Q48. Two capacitors, each having capacitance 40 μF are connected in series. The space between one of the capacitors is filled with dielectric material of dielectric constant K such that the equivalence capacitance of the system became 24 μF. The value of K will be:

1. 1.5
2. 2.5
3. 1.2
4. 3

Answer: 1.5

When capacitors are connected in series, the total capacitance can be calculated using the formula for series capacitance. By substituting the values of the individual capacitors and the effect of the dielectric material, we find that the dielectric constant K must be 1.5 to achieve the equivalent capacitance of 24 μF.

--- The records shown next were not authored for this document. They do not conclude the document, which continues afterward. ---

//! Content type registry.
//!
//! Content types are loaded from the database at startup and cached in
//! memory for fast access.

use std::sync::Arc;

use anyhow::Result;
use dashmap::DashMap;
use sqlx::PgPool;
use tracing::info;
use vetrina_sdk::types::ContentTypeInfo;

use crate::models::ItemType;

/// Registry of content types.
#[derive(Clone, Default)]
pub struct ContentTypeRegistry {
    types: Arc<DashMap<String, ItemType>>,
}

impl ContentTypeRegistry {
    /// Load every content type from the database.
    pub async fn load(pool: &PgPool) -> Result<Self> {
        let registry = Self::from_types(ItemType::list(pool).await?);
        info!(count = registry.len(), "content types loaded");
        Ok(registry)
    }

    /// Build a registry from known types.
    pub fn from_types(types: impl IntoIterator<Item = ItemType>) -> Self {
        let map = DashMap::new();
        for item_type in types {
            map.insert(item_type.type_name.clone(), item_type);
        }
        Self {
            types: Arc::new(map),
        }
    }

    /// Get a content type by machine name.
    pub fn get(&self, type_name: &str) -> Option<ItemType> {
        self.types.get(type_name).map(|t| t.clone())
    }

    pub fn exists(&self, type_name: &str) -> bool {
        self.types.contains_key(type_name)
    }

    /// All types, sorted by machine name.
    pub fn list(&self) -> Vec<ItemType> {
        let mut types: Vec<_> = self.types.iter().map(|t| t.value().clone()).collect();
        types.sort_by(|a, b| a.type_name.cmp(&b.type_name));
        types
    }

    /// Publicly viewable types, sorted by machine name.
    pub fn public_types(&self) -> Vec<ContentTypeInfo> {
        self.list()
            .into_iter()
            .filter(|t| t.public)
            .map(|t| t.info())
            .collect()
    }

    pub fn len(&self) -> usize {
        self.types.len()
    }

    pub fn is_empty(&self) -> bool {
        self.types.is_empty()
    }
}

#[cfg(test)]
mod tests {
    use super::*;

    pub(crate) fn item_type(name: &str, public: bool) -> ItemType {
        ItemType {
            type_name: name.into(),
            label: name.to_uppercase(),
            description: String::new(),
            public,
        }
    }

    #[test]
    fn public_types_are_sorted_and_filtered() {
        let registry = ContentTypeRegistry::from_types([
            item_type("page", true),
            item_type("block", false),
            item_type("article", true),
        ]);

        let names: Vec<_> = registry
            .public_types()
            .into_iter()
            .map(|t| t.machine_name)
            .collect();
        assert_eq!(names, vec!["article", "page"]);
        assert_eq!(registry.len(), 3);
        assert!(registry.exists("block"));
        assert!(registry.get("missing").is_none());
    }
}
//! Kernel services for plugins.
//!
//! `RequestState` implements the SDK's `Host` trait: configuration values,
//! per-item attributes, content types, session-scoped anti-forgery tokens,
//! the current user's permissions, and logging into `tracing`.

use async_trait::async_trait;
use serde_json::Value;
use tracing::{debug, error, info, warn};
use uuid::Uuid;
use vetrina_sdk::host::{Host, HostError, HostResult};
use vetrina_sdk::types::{ContentTypeInfo, Item, LogLevel};

use crate::form::csrf;
use crate::models::{ItemMeta, SiteConfig};
use crate::tap::{RequestServices, RequestState};

impl RequestState {
    fn require_services(&self) -> HostResult<&RequestServices> {
        self.services().ok_or(HostError::Unavailable("database"))
    }

    fn require_session(&self) -> HostResult<&tower_sessions::Session> {
        self.session().ok_or(HostError::Unavailable("session"))
    }
}

fn storage(e: anyhow::Error) -> HostError {
    HostError::Storage(format!("{e:#}"))
}

fn session(e: anyhow::Error) -> HostError {
    HostError::Session(format!("{e:#}"))
}

#[async_trait]
impl Host for RequestState {
    async fn variable_get(&self, name: &str) -> HostResult<Option<Value>> {
        let services = self.require_services()?;
        SiteConfig::get(&services.db, name).await.map_err(storage)
    }

    async fn item_meta_get(&self, item_id: Uuid, key: &str) -> HostResult<Option<String>> {
        let services = self.require_services()?;
        ItemMeta::get(&services.db, item_id, key)
            .await
            .map_err(storage)
    }

    async fn item_meta_set(&self, item_id: Uuid, key: &str, value: &str) -> HostResult<()> {
        let services = self.require_services()?;
        ItemMeta::set(&services.db, item_id, key, value)
            .await
            .map_err(storage)
    }

    async fn public_content_types(&self) -> HostResult<Vec<ContentTypeInfo>> {
        Ok(self.require_services()?.content_types.public_types())
    }

    async fn issue_token(&self, action: &str) -> HostResult<String> {
        csrf::generate_csrf_token(self.require_session()?, action)
            .await
            .map_err(session)
    }

    async fn verify_token(&self, action: &str, token: &str) -> HostResult<bool> {
        csrf::verify_csrf_token(self.require_session()?, action, token)
            .await
            .map_err(session)
    }

    fn current_user_has_permission(&self, permission: &str) -> bool {
        self.user.has_permission(permission)
    }

    fn current_user_can_edit(&self, item: &Item) -> bool {
        self.user.can_edit(item)
    }

    fn log(&self, level: LogLevel, plugin: &str, message: &str) {
        match level {
            LogLevel::Debug => debug!(plugin = %plugin, "{}", message),
            LogLevel::Info => info!(plugin = %plugin, "{}", message),
            LogLevel::Warning => warn!(plugin = %plugin, "{}", message),
            LogLevel::Error => error!(plugin = %plugin, "{}", message),
        }
    }
}

#[cfg(test)]
#[allow(clippy::unwrap_used, clippy::expect_used)]
mod tests {
    use std::collections::HashSet;
    use std::sync::Arc;

    use tower_sessions::{MemoryStore, Session};

    use super::*;
    use crate::tap::UserContext;

    #[tokio::test]
    async fn storage_requires_services() {
        let state = RequestState::default();
        let err = state.variable_get("x").await.unwrap_err();
        assert!(matches!(err, HostError::Unavailable("database")));
    }

    #[tokio::test]
    async fn tokens_require_session() {
        let state = RequestState::default();
        assert!(matches!(
            state.issue_token("a").await.unwrap_err(),
            HostError::Unavailable("session")
        ));
    }

    #[tokio::test]
    async fn tokens_round_trip_through_session() {
        let session = Session::new(None, Arc::new(MemoryStore::default()), None);
        let state = RequestState::default().with_session(session);

        let token = state.issue_token("panel").await.unwrap();
        assert!(!state.verify_token("other", &token).await.unwrap());
        assert!(state.verify_token("panel", &token).await.unwrap());
        assert!(!state.verify_token("panel", &token).await.unwrap());
    }

    #[test]
    fn permissions_come_from_user_context() {
        let perms: HashSet<String> = ["administer site".to_string()].into();
        let state =
            RequestState::without_services(UserContext::authenticated(Uuid::now_v7(), "a", perms));
        assert!(state.current_user_has_permission("administer site"));
        assert!(!RequestState::default().current_user_has_permission("administer site"));
    }
}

Q49. A slab of dielectric constant K has the same cross-sectional area as the plates of a parallel plate capacitor and thickness 3d/4, where d is the separation of the plates. The capacitance of the capacitor when the slab is inserted between the plates will be: (Given C0 = capacitance of capacitor with air as medium between plates.)

1. 4KC0/(3 + K)
2. 3KC0/(3 + K)
3. (3 + K)/(4KC0)
4. K/(4 + K)

Answer: 4KC0/(3 + K)

The capacitor is an air gap d/4 in series with a dielectric of thickness 3d/4: C=eps0*A/(d/4 + (3d/4)/K). With C0=eps0*A/d this gives C = C0/(1/4 + 3/(4K)) = 4K*C0/(3+K), option (A).

Q50. Two identical thin metal plates has charge q1 and q2 respectively such that q1 > q2. The plates were brought close to each other to form a parallel capacitor of capacitance C. The potential difference between them is:

1. (q1 + q2) / C
2. (q1 - q2) / C
3. (q1 - q2) / 2C
4. 2(q1 - q2) / C

Answer: (q1 - q2) / 2C

The potential difference between the plates of a capacitor is determined by the difference in charge between them divided by the capacitance. Since the plates have charges q1 and q2, the effective potential difference is (q1 - q2) divided by the total capacitance, which in this case is 2C due to the configuration of the plates, leading to the correct expression being (q1 - q2) / 2C.